Lamellipalpodes kurumba

Scientific classification
- Kingdom: Animalia
- Phylum: Arthropoda
- Class: Insecta
- Order: Coleoptera
- Suborder: Polyphaga
- Infraorder: Elateriformia
- Family: Lampyridae
- Genus: Lamellipalpodes
- Species: L. kurumba
- Binomial name: Lamellipalpodes kurumba Chakrovorty, Moinudheen & Bhattacharjee, 2025

= Lamellipalpodes kurumba =

- Genus: Lamellipalpodes
- Species: kurumba
- Authority: Chakrovorty, Moinudheen & Bhattacharjee, 2025

Species of firefly

Lamellipalpodes kurumba is a rare, non-luminous species of firefly discovered in the Nilgiri Hills of the Western Ghats in Tamil Nadu, India. The Western Ghats are internationally recognized as one of the world's major biodiversity hotspots, characterized by high levels of species richness and endemism. Lamellipalpodes is a genus of non-luminous fireflies within the family Lampyridae, characterized by distinctly broadened terminal labial and maxillary palpomeres. The species was named in honour of the Kurumba, an indigenous tribal community traditionally inhabiting the Nilgiri region.

==Physical description==
Lamellipapodes kurumba is distinguished by its strongly serrated antennae, a feature not reported in other known species of the genus. Detailed morphological analyses have described the structure of the male genitalia, pronotum, wing venation, and abdominal sclerites, supported by morphometric data and illustrations.

==Etymology==
The specific epithet kurumba refers to the Kurumba community of the Nilgiris, in recognition of the region where the species was discovered and the longstanding association of the community with the local landscape.{

==Threat to species==
Lamellipalpodes species discovered in regions traditionally inhabited by the Kurumba community are considered to be at risk of extinction. Although scientific studies on these fireflies remain limited, researchers note that their presence reflects the high biodiversity of the Nilgiri region. Scholars involved in the discovery emphasize that the findings contribute both to ongoing efforts in biodiversity conservation and to broader recognition of the cultural landscapes of the Nilgiris, where indigenous communities such as the Kurumba have long maintained close relationships with the environment.

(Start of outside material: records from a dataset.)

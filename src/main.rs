
use indicatif::ParallelProgressIterator;
use log::{LevelFilter, error, info, warn};
use rayon::prelude::*;
use std::time::Instant;

use dar::allele_counter::count_alleles;
use dar::cli::assign::{AssignSettings, check_assign_settings};
use dar::cli::compute::{ComputeSettings, check_compute_settings};
use dar::cli::core::{Commands, get_cli};
use dar::dar_calculator::{compute_dar, DarError};
use dar::data_types::scored_range::DarTable;
use dar::feature_assigner::assign_table_dar;
use dar::locus_filter::filter_loci;
use dar::parsing::dar_reader::load_dar_tables;
use dar::parsing::features::load_bed_features;
use dar::parsing::genotype_loader::load_vcf_genotypes;
use dar::parsing::sample_groups::load_sample_groups;
use dar::proportions::counts_to_proportions;
use dar::range_flipper::flip_ranges;
use dar::util::json_io::save_json;
use dar::util::progress_bar::get_progress_style;
use dar::writers::dar_writer::write_dar_tables;
use dar::writers::feature_writer::FeatureWriter;
use dar::writers::run_summary::RunSummary;

/// Sets up the logger from the verbosity count
fn init_logging(verbosity: u8) {
    let filter_level: LevelFilter = match verbosity {
        0 => LevelFilter::Info,
        1 => LevelFilter::Debug,
        _ => LevelFilter::Trace
    };
    env_logger::builder()
        .format_timestamp_millis()
        .filter_level(filter_level)
        .init();
}

fn run_compute(settings: ComputeSettings) {
    // start the timer
    let start_time = Instant::now();

    // set up logging before we check the other settings
    init_logging(settings.verbosity);
    let settings = match check_compute_settings(settings) {
        Ok(s) => s,
        Err(e) => {
            error!("Error while verifying settings: {e:#}");
            std::process::exit(exitcode::CONFIG);
        }
    };

    // set up the number of threads for rayon
    match rayon::ThreadPoolBuilder::new().num_threads(settings.threads).build_global() {
        Ok(()) => {},
        Err(e) => {
            error!("Error while building thread pool: {e}");
            std::process::exit(exitcode::OSERR);
        }
    };

    // create the primary output folder
    info!("Creating output folder at {:?}...", settings.output_folder);
    if let Err(e) = std::fs::create_dir_all(&settings.output_folder) {
        error!("Error while creating output folder: {e}");
        std::process::exit(exitcode::IOERR);
    }

    // create a debug folder if specified
    if let Some(debug_folder) = settings.debug_folder.as_ref() {
        info!("Creating debug folder at {debug_folder:?}...");
        if let Err(e) = std::fs::create_dir_all(debug_folder) {
            error!("Error while creating debug folder: {e}");
            std::process::exit(exitcode::IOERR);
        }

        // save the CLI options
        let cli_json = debug_folder.join("cli_settings.json");
        info!("Saving CLI options to {cli_json:?}...");
        if let Err(e) = save_json(&settings, &cli_json) {
            error!("Error while saving CLI options: {e:#}");
            std::process::exit(exitcode::IOERR);
        }
    }

    // these were all checked with the settings, so failures here are unexpected
    let (predicate, dar_config) = match (settings.predicate(), settings.dar_config()) {
        (Ok(p), Ok(c)) => (p, c),
        (Err(e), _) | (_, Err(e)) => {
            error!("Error while building configuration: {e:#}");
            std::process::exit(exitcode::SOFTWARE);
        }
    };

    info!("Loading sample groups...");
    let sample_groups = match load_sample_groups(&settings.groups_filename) {
        Ok(sg) => sg,
        Err(e) => {
            error!("Error while loading sample groups: {e:#}");
            std::process::exit(exitcode::DATAERR);
        }
    };

    let contrasts = match settings.parse_contrasts(&sample_groups.group_names()) {
        Ok(c) => c,
        Err(e) => {
            error!("Error while building contrasts: {e:#}");
            std::process::exit(exitcode::CONFIG);
        }
    };
    for contrast in contrasts.iter() {
        info!("Contrast {}: {:?}", contrast.name(), contrast.coefficients());
    }

    info!("Loading genotypes...");
    let loaded_genotypes = match load_vcf_genotypes(&settings.vcf_filename) {
        Ok(lg) => lg,
        Err(e) => {
            error!("Error while loading genotypes: {e:#}");
            std::process::exit(exitcode::IOERR);
        }
    };
    let genotypes = loaded_genotypes.table();

    info!("Counting alleles for {} groups...", sample_groups.len());
    let counts = match count_alleles(genotypes, &sample_groups) {
        Ok(c) => c,
        Err(e) => {
            error!("Error while counting alleles: {e:#}");
            std::process::exit(exitcode::DATAERR);
        }
    };

    info!("Filtering loci with {predicate}...");
    let filtered = filter_loci(&counts, &predicate);
    for (group, table) in filtered.iter() {
        info!("\t{group}: {} of {} loci retained", table.len(), counts[group].len());
        if table.is_empty() {
            warn!("No loci remain for group {group} after filtering");
        }
    }
    let proportions = counts_to_proportions(&filtered);

    info!("Computing DAR for {} contrasts...", contrasts.len());
    let dar_tables = match compute_dar(&proportions, &contrasts, &dar_config) {
        Ok(dt) => dt,
        Err(e) => {
            error!("Error while computing DAR: {e:#}");
            let code = match e {
                DarError::DuplicateLocus { .. } => exitcode::DATAERR,
                _ => exitcode::CONFIG
            };
            std::process::exit(code);
        }
    };

    let dar_fn = settings.output_folder.join("dar.tsv");
    info!("Saving DAR scores to {dar_fn:?}...");
    if let Err(e) = write_dar_tables(&dar_fn, &dar_tables) {
        error!("Error while saving DAR scores: {e:#}");
        std::process::exit(exitcode::IOERR);
    }

    if settings.flip_ranges {
        info!("Flipping DAR scores to region ranges...");
        let style = get_progress_style();
        let chrom_lengths = loaded_genotypes.chrom_lengths();
        let region_tables: Vec<DarTable> = match dar_tables.par_iter()
            .map(|table| flip_ranges(table, settings.extend_edges, Some(chrom_lengths)))
            .progress_with_style(style)
            .collect::<Result<Vec<DarTable>, _>>() {
                Ok(rt) => rt,
                Err(e) => {
                    error!("Error while flipping ranges: {e:#}");
                    std::process::exit(exitcode::SOFTWARE);
                }
            };

        let region_fn = settings.output_folder.join("dar_region.tsv");
        info!("Saving region DAR scores to {region_fn:?}...");
        if let Err(e) = write_dar_tables(&region_fn, &region_tables) {
            error!("Error while saving region DAR scores: {e:#}");
            std::process::exit(exitcode::IOERR);
        }
    }

    if let Some(debug_folder) = settings.debug_folder.as_ref() {
        let summary = RunSummary::new(
            genotypes, loaded_genotypes.skipped_records(), &counts, &filtered, &proportions, &dar_tables
        );
        let summary_json = debug_folder.join("run_summary.json");
        info!("Saving run summary to {summary_json:?}...");
        if let Err(e) = save_json(&summary, &summary_json) {
            error!("Error while saving run summary: {e:#}");
            std::process::exit(exitcode::IOERR);
        }
    }

    info!("Compute completed in {} seconds.", start_time.elapsed().as_secs_f64());
}

fn run_assign(settings: AssignSettings) {
    // start the timer
    let start_time = Instant::now();

    // set up logging before we check the other settings
    init_logging(settings.verbosity);
    let settings = match check_assign_settings(settings) {
        Ok(s) => s,
        Err(e) => {
            error!("Error while verifying settings: {e:#}");
            std::process::exit(exitcode::CONFIG);
        }
    };
    let assign_config = match settings.assign_config() {
        Ok(c) => c,
        Err(e) => {
            error!("Error while building assign config: {e:#}");
            std::process::exit(exitcode::SOFTWARE);
        }
    };

    info!("Loading DAR scores...");
    let mut dar_tables = match load_dar_tables(&settings.dar_filename) {
        Ok(dt) => dt,
        Err(e) => {
            error!("Error while loading DAR scores: {e:#}");
            std::process::exit(exitcode::IOERR);
        }
    };
    if !settings.contrasts.is_empty() {
        if let Some(missing) = settings.contrasts.iter().find(|c| !dar_tables.iter().any(|t| t.contrast() == c.as_str())) {
            error!("Contrast {missing:?} was not found in {:?}", settings.dar_filename);
            std::process::exit(exitcode::DATAERR);
        }
        dar_tables.retain(|t| settings.contrasts.iter().any(|c| c == t.contrast()));
    }

    info!("Loading features...");
    let features = match load_bed_features(&settings.features_filename) {
        Ok(f) => f,
        Err(e) => {
            error!("Error while loading features: {e:#}");
            std::process::exit(exitcode::IOERR);
        }
    };
    let num_metadata = features.iter().map(|f| f.metadata().len()).max().unwrap_or(0);

    let mut feature_writer = match FeatureWriter::new(&settings.output_filename, num_metadata) {
        Ok(fw) => fw,
        Err(e) => {
            error!("Error while opening feature output: {e:#}");
            std::process::exit(exitcode::IOERR);
        }
    };

    for table in dar_tables.iter() {
        info!("Assigning {} scores from contrast {} to {} features...", table.len(), table.contrast(), features.len());
        let assignment = match assign_table_dar(table, features.clone(), &assign_config) {
            Ok(a) => a,
            Err(e) => {
                error!("Error while assigning contrast {}: {e:#}", table.contrast());
                std::process::exit(exitcode::DATAERR);
            }
        };
        let num_assigned = assignment.features().iter().filter(|f| f.num_overlaps() > 0).count();
        info!("\t{num_assigned} features overlap at least one score");

        if let Err(e) = feature_writer.write_features(table.contrast(), assignment.features()) {
            error!("Error while saving features: {e:#}");
            std::process::exit(exitcode::IOERR);
        }
    }
    if let Err(e) = feature_writer.flush() {
        error!("Error while saving features: {e:#}");
        std::process::exit(exitcode::IOERR);
    }

    info!("Assign completed in {} seconds.", start_time.elapsed().as_secs_f64());
}

fn main() {
    let cli = get_cli();
    match cli.command {
        Commands::Compute(settings) => {
            run_compute(*settings);
        },
        Commands::Assign(settings) => {
            run_assign(*settings);
        }
    }

    info!("Process finished successfully.");
}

The Western Ghat mountain range supports a wide variety of ecosystems, including tropical evergreen forests, moist deciduous forests, and montane grasslands, and is home to numerous endemic plants and animals. The occurrence of L. kurumba in this region underscores the ecological significance of the Nilgiris and highlights the importance of conserving habitats that support narrowly distributed and understudied insect species.